Records from a dataset:

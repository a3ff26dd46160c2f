use axum::{Json, extract::State, response::Redirect};
use axum_extra::extract::cookie::{Cookie, CookieJar, SameSite};
use tracing::instrument;

use crate::error::{AppError, ErrorBody};
use crate::extractors::auth::AuthUser;
use crate::extractors::json::AppForm;
use crate::models::auth::{MeResponse, PublicAuthConfig, SignInForm, validate_sign_in_form};
use crate::state::AppState;

/// Sign in with email and password.
#[utoipa::path(
    post,
    path = "/sign-in",
    tag = "Auth",
    operation_id = "signIn",
    summary = "Sign in",
    description = "Forwards the credentials to the identity service. On success the session token is stored in a cookie and the client is redirected to `/`.",
    request_body(content = SignInForm, content_type = "application/x-www-form-urlencoded"),
    responses(
        (status = 303, description = "Signed in; session cookie set, redirect to `/`"),
        (status = 400, description = "Bad credentials (VALIDATION_ERROR, INVALID_CREDENTIALS)", body = ErrorBody),
        (status = 502, description = "Identity service unavailable (IDENTITY_UNAVAILABLE)", body = ErrorBody),
    ),
)]
#[instrument(skip(state, jar, form), fields(email = %form.email))]
pub async fn sign_in(
    State(state): State<AppState>,
    jar: CookieJar,
    AppForm(form): AppForm<SignInForm>,
) -> Result<(CookieJar, Redirect), AppError> {
    validate_sign_in_form(&form)?;

    let session = state
        .identity
        .sign_in(form.email.trim(), &form.password)
        .await?;

    let auth = &state.config.auth;
    let max_age = i64::try_from(session.expires_in).unwrap_or(i64::MAX);
    let cookie = Cookie::build((auth.session_cookie.clone(), session.access_token))
        .max_age(time::Duration::seconds(max_age))
        .path("/")
        .http_only(true)
        .secure(auth.cookie_secure)
        .same_site(SameSite::Lax);

    tracing::info!(user_id = %session.user_id, "Signed in");
    Ok((jar.add(cookie), Redirect::to("/")))
}

/// Sign out and clear the session cookie.
#[utoipa::path(
    get,
    path = "/sign-out",
    tag = "Auth",
    operation_id = "signOut",
    summary = "Sign out",
    description = "Revokes the session with the identity service (best effort), clears the session cookie and redirects to `/signin`.",
    responses(
        (status = 303, description = "Signed out; redirect to `/signin`"),
    ),
)]
#[instrument(skip(state, jar))]
pub async fn sign_out(State(state): State<AppState>, jar: CookieJar) -> (CookieJar, Redirect) {
    let cookie_name = state.config.auth.session_cookie.clone();

    if let Some(token) = jar.get(&cookie_name).map(|c| c.value().to_string())
        && let Err(e) = state.identity.sign_out(&token).await
    {
        tracing::warn!(error = %e, "Identity sign-out failed, clearing cookie anyway");
    }

    let jar = jar.remove(Cookie::build(cookie_name).path("/"));
    (jar, Redirect::to("/signin"))
}

/// Return the current authenticated user's info.
#[utoipa::path(
    get,
    path = "/me",
    tag = "Auth",
    operation_id = "me",
    summary = "Current user",
    responses(
        (status = 200, description = "Current user", body = MeResponse),
        (status = 401, description = "Unauthorized (TOKEN_MISSING, TOKEN_INVALID)", body = ErrorBody),
    ),
    security(("jwt" = [])),
)]
#[instrument(skip(auth_user), fields(user_id = %auth_user.user_id))]
pub async fn me(auth_user: AuthUser) -> Json<MeResponse> {
    Json(MeResponse {
        id: auth_user.user_id,
        email: auth_user.email,
    })
}

/// Identity-service settings for browser clients. Never includes secrets.
#[utoipa::path(
    get,
    path = "/config",
    tag = "Auth",
    operation_id = "publicAuthConfig",
    summary = "Public identity-service settings",
    responses(
        (status = 200, description = "Public settings", body = PublicAuthConfig),
    ),
)]
pub async fn public_config(State(state): State<AppState>) -> Json<PublicAuthConfig> {
    Json(PublicAuthConfig {
        identity_url: state.config.auth.identity_url.clone(),
        identity_public_key: state.config.auth.identity_public_key.clone(),
    })
}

YOUR ASSIGNMENT:
Retype the entries one by one, exactly.

RESPONSE TO THE TASK:
repository a3ff26dd46160c2f
use axum::{Json, extract::State, response::Redirect};
use axum_extra::extract::cookie::{Cookie, CookieJar, SameSite};
use tracing::instrument;

use crate::error::{AppError, ErrorBody};
use crate::extractors::auth::AuthUser;
use crate::extractors::json::AppForm;
use crate::models::auth::{MeResponse, PublicAuthConfig, SignInForm, validate_sign_in_form};
use crate::state::AppState;

/// Sign in with email and password.
#[utoipa::path(
    post,
    path = "/sign-in",
    tag = "Auth",
    operation_id = "signIn",
    summary = "Sign in",
    description = "Forwards the credentials to the identity service. On success the session token is stored in a cookie and the client is redirected to `/`.",
    request_body(content = SignInForm, content_type = "application/x-www-form-urlencoded"),
    responses(
        (status = 303, description = "Signed in; session cookie set, redirect to `/`"),
        (status = 400, description = "Bad credentials (VALIDATION_ERROR, INVALID_CREDENTIALS)", body = ErrorBody),
        (status = 502, description = "Identity service unavailable (IDENTITY_UNAVAILABLE)", body = ErrorBody),
    ),
)]
#[instrument(skip(state, jar, form), fields(email = %form.email))]
pub async fn sign_in(
    State(state): State<AppState>,
    jar: CookieJar,
    AppForm(form): AppForm<SignInForm>,
) -> Result<(CookieJar, Redirect), AppError> {
    validate_sign_in_form(&form)?;

    let session = state
        .identity
        .sign_in(form.email.trim(), &form.password)
        .await?;

    let auth = &state.config.auth;
    let max_age = i64::try_from(session.expires_in).unwrap_or(i64::MAX);
    let cookie = Cookie::build((auth.session_cookie.clone(), session.access_token))
        .max_age(time::Duration::seconds(max_age))
        .path("/")
        .http_only(true)
        .secure(auth.cookie_secure)
        .same_site(SameSite::Lax);

    tracing::info!(user_id = %session.user_id, "Signed in");
    Ok((jar.add(cookie), Redirect::to("/")))
}

/// Sign out and clear the session cookie.
#[utoipa::path(
    get,
    path = "/sign-out",
    tag = "Auth",
    operation_id = "signOut",
    summary = "Sign out",
    description = "Revokes the session with the identity service (best effort), clears the session cookie and redirects to `/signin`.",
    responses(
        (status = 303, description = "Signed out; redirect to `/signin`"),
    ),
)]
#[instrument(skip(state, jar))]
pub async fn sign_out(State(state): State<AppState>, jar: CookieJar) -> (CookieJar, Redirect) {
    let cookie_name = state.config.auth.session_cookie.clone();

    if let Some(token) = jar.get(&cookie_name).map(|c| c.value().to_string())
        && let Err(e) = state.identity.sign_out(&token).await
    {
        tracing::warn!(error = %e, "Identity sign-out failed, clearing cookie anyway");
    }

    let jar = jar.remove(Cookie::build(cookie_name).path("/"));
    (jar, Redirect::to("/signin"))
}

/// Return the current authenticated user's info.
#[utoipa::path(
    get,
    path = "/me",
    tag = "Auth",
    operation_id = "me",
    summary = "Current user",
    responses(
        (status = 200, description = "Current user", body = MeResponse),
        (status = 401, description = "Unauthorized (TOKEN_MISSING, TOKEN_INVALID)", body = ErrorBody),
    ),
    security(("jwt" = [])),
)]
#[instrument(skip(auth_user), fields(user_id = %auth_user.user_id))]
pub async fn me(auth_user: AuthUser) -> Json<MeResponse> {
    Json(MeResponse {
        id: auth_user.user_id,
        email: auth_user.email,
    })
}

/// Identity-service settings for browser clients. Never includes secrets.
#[utoipa::path(
    get,
    path = "/config",
    tag = "Auth",
    operation_id = "publicAuthConfig",
    summary = "Public identity-service settings",
    responses(
        (status = 200, description = "Public settings", body = PublicAuthConfig),
    ),
)]
pub async fn public_config(State(state): State<AppState>) -> Json<PublicAuthConfig> {
    Json(PublicAuthConfig {
        identity_url: state.config.auth.identity_url.clone(),
        identity_public_key: state.config.auth.identity_public_key.clone(),
    })
}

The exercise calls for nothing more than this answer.